El hombre regresó a casa y buscó en el pequeño trastero. Entre polvo y telarañas, abrió cajas de embalaje que hace años que dormían el sueño de los justos. En su interior: viejos libros, ropa y trastos de los más variados. Tuvo que buscar con insistencia hasta que en lo más profundo del cubículo fueron surgiendo, poco a poco, como en un desfile de otro tiempo, aquellas cajas que una vez le hicieron feliz. Y allí encontró al Octavo Ejército, aquellas míticas ratas del desierto que pusieron en jaque al genial Rommel, y a los paracaidistas, y a los australianos, y a las tropas de montaña de la Wehrmacht. Y también salieron a la luz los soldados napoleónicos que, como si nunca se hubiesen marchado, parecían saludarle. Allí estaba la Vieja Guardia Imperial, aquella que no se rendía jamás; y los escoceses de faldas verdes que aguantaron la carga de los coraceros; y la preciada artillería, cuyas pequeñas piezas de plástico suponían un drama cada vez que se perdían. Pero siguió buscando, tenía que encontrarlo, tenía que estar allí, junto al resto de soldaditos, junto al resto de tantos juegos lejanos. Por fin, tras desparramar en el suelo el contenido de todas las cajas, vio que algo resaltaba entre los cientos de pequeños hombrecitos de plástico. Una figura colorida llamó su atención. El chaval la recogió, observándola con detenimiento, intentando contener la emoción.

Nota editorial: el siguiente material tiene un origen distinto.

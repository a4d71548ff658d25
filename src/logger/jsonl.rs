//! JSONL logger: append-only line-delimited JSON activity log.
//!
//! Each line is a self-contained JSON object written with a single
//! `write_all`, so a concurrent `tail -f` never sees a partial line.
//!
//! Fallback chain:
//! 1. Primary file path
//! 2. Fallback path, when configured
//! 3. stderr with `[MQ-JSONL]` prefix
//! 4. Silent discard (a reconcile run never fails because logging failed)

#![allow(missing_docs)]

use std::fs::{self, File, OpenOptions, rename};
use std::io::{self, BufWriter, Write};
use std::path::{Path, PathBuf};

use serde::{Deserialize, Serialize};

use crate::core::errors::{MqError, Result};

/// Severity level for log events.
#[derive(Debug, Clone, Copy, PartialEq, Eq, Serialize, Deserialize)]
#[serde(rename_all = "lowercase")]
pub enum Severity {
    Info,
    Warning,
    Critical,
}

/// Log event types.
#[derive(Debug, Clone, Copy, PartialEq, Eq, Serialize, Deserialize)]
#[serde(rename_all = "snake_case")]
pub enum EventType {
    ReconcileStart,
    FileActivated,
    FileOffloaded,
    MoveConflict,
    MoveFailed,
    ReconcileComplete,
    Error,
}

/// A single JSONL log entry; all fields optional except `ts`, `event`, `severity`.
#[derive(Debug, Clone, Serialize, Deserialize)]
pub struct LogEntry {
    /// ISO 8601 UTC timestamp.
    pub ts: String,
    pub event: EventType,
    pub severity: Severity,
    /// File name relative to the root it lives in.
    #[serde(skip_serializing_if = "Option::is_none")]
    pub path: Option<String>,
    #[serde(skip_serializing_if = "Option::is_none")]
    pub size: Option<u64>,
    /// `activate` or `offload`.
    #[serde(skip_serializing_if = "Option::is_none")]
    pub direction: Option<String>,
    /// `rename` or `copy`.
    #[serde(skip_serializing_if = "Option::is_none")]
    pub method: Option<String>,
    #[serde(skip_serializing_if = "Option::is_none")]
    pub duration_ms: Option<u64>,
    #[serde(skip_serializing_if = "Option::is_none")]
    pub error_code: Option<String>,
    #[serde(skip_serializing_if = "Option::is_none")]
    pub error_message: Option<String>,
    /// Freeform details.
    #[serde(skip_serializing_if = "Option::is_none")]
    pub details: Option<String>,
}

impl LogEntry {
    /// Create a new entry stamped with the current UTC time.
    pub fn new(event: EventType, severity: Severity) -> Self {
        Self {
            ts: format_utc_now(),
            event,
            severity,
            path: None,
            size: None,
            direction: None,
            method: None,
            duration_ms: None,
            error_code: None,
            error_message: None,
            details: None,
        }
    }
}

#[derive(Debug, Clone, Copy, PartialEq, Eq)]
enum WriterState {
    Normal,
    Fallback,
    Stderr,
    Discard,
}

/// Configuration for the JSONL writer.
#[derive(Debug, Clone)]
pub struct JsonlConfig {
    pub path: PathBuf,
    pub fallback_path: Option<PathBuf>,
    /// Maximum file size before rotation (bytes).
    pub max_size_bytes: u64,
    /// Number of rotated files to keep.
    pub max_rotated_files: u32,
}

impl Default for JsonlConfig {
    fn default() -> Self {
        Self {
            path: PathBuf::from("activity.jsonl"),
            fallback_path: None,
            max_size_bytes: 10 * 1024 * 1024,
            max_rotated_files: 3,
        }
    }
}

/// Append-only JSONL log writer with rotation and fallback.
pub struct JsonlWriter {
    config: JsonlConfig,
    writer: Option<BufWriter<File>>,
    state: WriterState,
    bytes_written: u64,
}

impl JsonlWriter {
    /// Open the log file, falling through the chain on failure.
    pub fn open(config: JsonlConfig) -> Self {
        let mut w = Self {
            config,
            writer: None,
            state: WriterState::Discard,
            bytes_written: 0,
        };
        w.try_open_primary();
        w
    }

    /// Write a single log entry as one JSONL line.
    pub fn write_entry(&mut self, entry: &LogEntry) {
        let line = match serde_json::to_string(entry) {
            Ok(json) => format!("{json}\n"),
            Err(e) => {
                let _ = writeln!(io::stderr(), "[MQ-JSONL] serialize error: {e}");
                return;
            }
        };

        self.write_line(&line);
    }

    /// Flush and fsync.
    pub fn flush(&mut self) {
        if let Some(w) = self.writer.as_mut() {
            let _ = w.flush();
            let _ = w.get_ref().sync_data();
        }
    }

    /// Current degradation state.
    pub fn state(&self) -> &str {
        match self.state {
            WriterState::Normal => "normal",
            WriterState::Fallback => "fallback",
            WriterState::Stderr => "stderr",
            WriterState::Discard => "discard",
        }
    }

    fn write_line(&mut self, line: &str) {
        if self.bytes_written + line.len() as u64 > self.config.max_size_bytes
            && matches!(self.state, WriterState::Normal | WriterState::Fallback)
        {
            self.rotate();
        }

        match self.state {
            WriterState::Normal | WriterState::Fallback => {
                if let Some(w) = self.writer.as_mut() {
                    if w.write_all(line.as_bytes()).is_err() {
                        self.degrade();
                        self.write_line(line);
                        return;
                    }
                    self.bytes_written += line.len() as u64;
                } else {
                    self.degrade();
                    self.write_line(line);
                }
            }
            WriterState::Stderr => {
                let _ = write!(io::stderr(), "[MQ-JSONL] {line}");
            }
            WriterState::Discard => {}
        }
    }

    fn try_open_primary(&mut self) {
        match open_append(&self.config.path) {
            Ok((file, size)) => {
                self.writer = Some(BufWriter::new(file));
                self.state = WriterState::Normal;
                self.bytes_written = size;
            }
            Err(_) => self.try_open_fallback(),
        }
    }

    fn try_open_fallback(&mut self) {
        let Some(fb) = &self.config.fallback_path else {
            self.state = WriterState::Stderr;
            let _ = writeln!(
                io::stderr(),
                "[MQ-JSONL] cannot open {}, logging to stderr",
                self.config.path.display()
            );
            return;
        };

        match open_append(fb) {
            Ok((file, size)) => {
                let _ = writeln!(
                    io::stderr(),
                    "[MQ-JSONL] primary path failed, using fallback: {}",
                    fb.display()
                );
                self.writer = Some(BufWriter::new(file));
                self.state = WriterState::Fallback;
                self.bytes_written = size;
            }
            Err(_) => {
                self.state = WriterState::Stderr;
                let _ = writeln!(
                    io::stderr(),
                    "[MQ-JSONL] both primary and fallback paths failed, using stderr"
                );
            }
        }
    }

    fn degrade(&mut self) {
        self.writer = None;
        match self.state {
            WriterState::Normal => self.try_open_fallback(),
            WriterState::Fallback => {
                self.state = WriterState::Stderr;
                let _ = writeln!(io::stderr(), "[MQ-JSONL] fallback write failed, using stderr");
            }
            WriterState::Stderr => self.state = WriterState::Discard,
            WriterState::Discard => {}
        }
    }

    fn rotate(&mut self) {
        if let Some(w) = self.writer.as_mut() {
            let _ = w.flush();
        }
        self.writer = None;

        let base = match self.state {
            WriterState::Normal => self.config.path.clone(),
            WriterState::Fallback => match &self.config.fallback_path {
                Some(p) => p.clone(),
                None => return,
            },
            _ => return,
        };

        // .N is dropped, .N-1 → .N, …, current → .1
        let _ = fs::remove_file(rotated_name(&base, self.config.max_rotated_files));
        for i in (1..self.config.max_rotated_files).rev() {
            let _ = rename(rotated_name(&base, i), rotated_name(&base, i + 1));
        }
        let _ = rename(&base, rotated_name(&base, 1));

        match open_append(&base) {
            Ok((file, _)) => {
                self.writer = Some(BufWriter::new(file));
                self.bytes_written = 0;
            }
            Err(_) => self.degrade(),
        }
    }
}

impl Drop for JsonlWriter {
    fn drop(&mut self) {
        self.flush();
    }
}

/// Open or create a file for appending. Returns `(File, current_size)`.
fn open_append(path: &Path) -> Result<(File, u64)> {
    if let Some(parent) = path.parent()
        && !parent.as_os_str().is_empty()
    {
        fs::create_dir_all(parent).map_err(|source| MqError::io(parent, source))?;
    }
    let file = OpenOptions::new()
        .create(true)
        .append(true)
        .open(path)
        .map_err(|source| MqError::io(path, source))?;
    let size = file.metadata().map(|m| m.len()).unwrap_or(0);
    Ok((file, size))
}

/// Build a rotated filename: `foo.jsonl` → `foo.jsonl.3`.
fn rotated_name(base: &Path, index: u32) -> PathBuf {
    let mut name = base.as_os_str().to_owned();
    name.push(format!(".{index}"));
    PathBuf::from(name)
}

fn format_utc_now() -> String {
    chrono::Utc::now().to_rfc3339_opts(chrono::SecondsFormat::Millis, true)
}

#[cfg(test)]
mod tests {
    use super::*;

    fn config(path: PathBuf, max_size_bytes: u64) -> JsonlConfig {
        JsonlConfig {
            path,
            fallback_path: None,
            max_size_bytes,
            max_rotated_files: 3,
        }
    }

    #[test]
    fn write_entry_produces_valid_json_lines() {
        let dir = tempfile::tempdir().unwrap();
        let path = dir.path().join("test.jsonl");
        let mut writer = JsonlWriter::open(config(path.clone(), 1024 * 1024));

        let mut entry = LogEntry::new(EventType::FileActivated, Severity::Info);
        entry.path = Some("ep1.mkv".to_string());
        entry.direction = Some("activate".to_string());
        writer.write_entry(&entry);
        writer.write_entry(&LogEntry::new(EventType::ReconcileComplete, Severity::Info));
        writer.flush();

        let contents = fs::read_to_string(&path).unwrap();
        let lines: Vec<&str> = contents.lines().collect();
        assert_eq!(lines.len(), 2);
        let parsed: serde_json::Value = serde_json::from_str(lines[0]).unwrap();
        assert_eq!(parsed["event"], "file_activated");
        assert_eq!(parsed["severity"], "info");
        assert_eq!(parsed["path"], "ep1.mkv");
    }

    #[test]
    fn optional_fields_omitted_when_none() {
        let dir = tempfile::tempdir().unwrap();
        let path = dir.path().join("sparse.jsonl");
        let mut writer = JsonlWriter::open(config(path.clone(), 1024 * 1024));
        writer.write_entry(&LogEntry::new(EventType::ReconcileStart, Severity::Info));
        writer.flush();

        let line = fs::read_to_string(&path).unwrap();
        assert!(!line.contains("\"path\""));
        assert!(!line.contains("\"error_code\""));
    }

    #[test]
    fn rotation_shifts_files() {
        let dir = tempfile::tempdir().unwrap();
        let path = dir.path().join("rot.jsonl");
        let mut writer = JsonlWriter::open(config(path.clone(), 100));

        for _ in 0..10 {
            writer.write_entry(&LogEntry::new(EventType::ReconcileComplete, Severity::Info));
        }
        writer.flush();

        assert!(path.exists());
        assert!(rotated_name(&path, 1).exists());
        assert!(!rotated_name(&path, 4).exists());
    }

    #[test]
    fn fallback_when_primary_unwritable() {
        let dir = tempfile::tempdir().unwrap();
        let blocker = dir.path().join("blocker");
        fs::write(&blocker, b"file, not a directory").unwrap();
        let fallback = dir.path().join("fallback.jsonl");
        let mut writer = JsonlWriter::open(JsonlConfig {
            path: blocker.join("primary.jsonl"),
            fallback_path: Some(fallback.clone()),
            ..JsonlConfig::default()
        });

        assert_eq!(writer.state(), "fallback");
        writer.write_entry(&LogEntry::new(EventType::Error, Severity::Warning));
        writer.flush();
        assert!(!fs::read_to_string(&fallback).unwrap().is_empty());
    }

    #[test]
    fn no_fallback_degrades_to_stderr() {
        let dir = tempfile::tempdir().unwrap();
        let blocker = dir.path().join("blocker");
        fs::write(&blocker, b"x").unwrap();
        let writer = JsonlWriter::open(config(blocker.join("log.jsonl"), 1024));
        assert_eq!(writer.state(), "stderr");
    }
}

Frente a él, montando un caballo blanco, con su uniforme pintado hasta el último detalle, el gorro calado y un manto rojo envolviéndole, se encontraba el Gran Emperador, aquel que no las tenía todas consigo… ese día, en Waterloo.

4 comentarios:

Anónimo dijo...

Señor Gonzo, escribe usted muy bien.

Su historia me ha emocionado y me ha hecho llorar, como algunas películas en el cine; menos mal que en casa no tengo espectadores que hagan que me avergüence de ello.

Luego le escribo algo normal, ahora solamente quiero que sepa que me ha gustado mucho.

Yago dijo...

Hijo, confieso que las dos primeras partes se me hicieron muy largas. Ésta, sin embargo, ha sido otra cosa. Tiene emoción y gancho. Preciosa historia.

Anónimo dijo...

Pues muchas gracias, no sabía donde poner la historia, si en la estantería, en la repisa, junto al tfno, y dije voy a colgarla en el bloggg

Ya en broma, era larga la historia y por ello la dividí, porque leer en pantalla de ordenador es agotador, y bastante que ustedes lo hayan hecho... y terminado. Sé que son largas las dos primeras partes y se centran en los juegos y batallas, pero para entender la última hay que entender las dos primeras...

Anónimo dijo...

No sé qué pensar de que el listillo desaparezca en la última parte de la historia... Me pregunto qué habrá sido de él y me deja más nostálgica.
Me han encantado las tres partes y eso que las secuencias largas de batallas me suelen hacer bostezar. Pues anoche no, y eso que leí la historia muy muy tarde. Escriba usted más, hijo mío.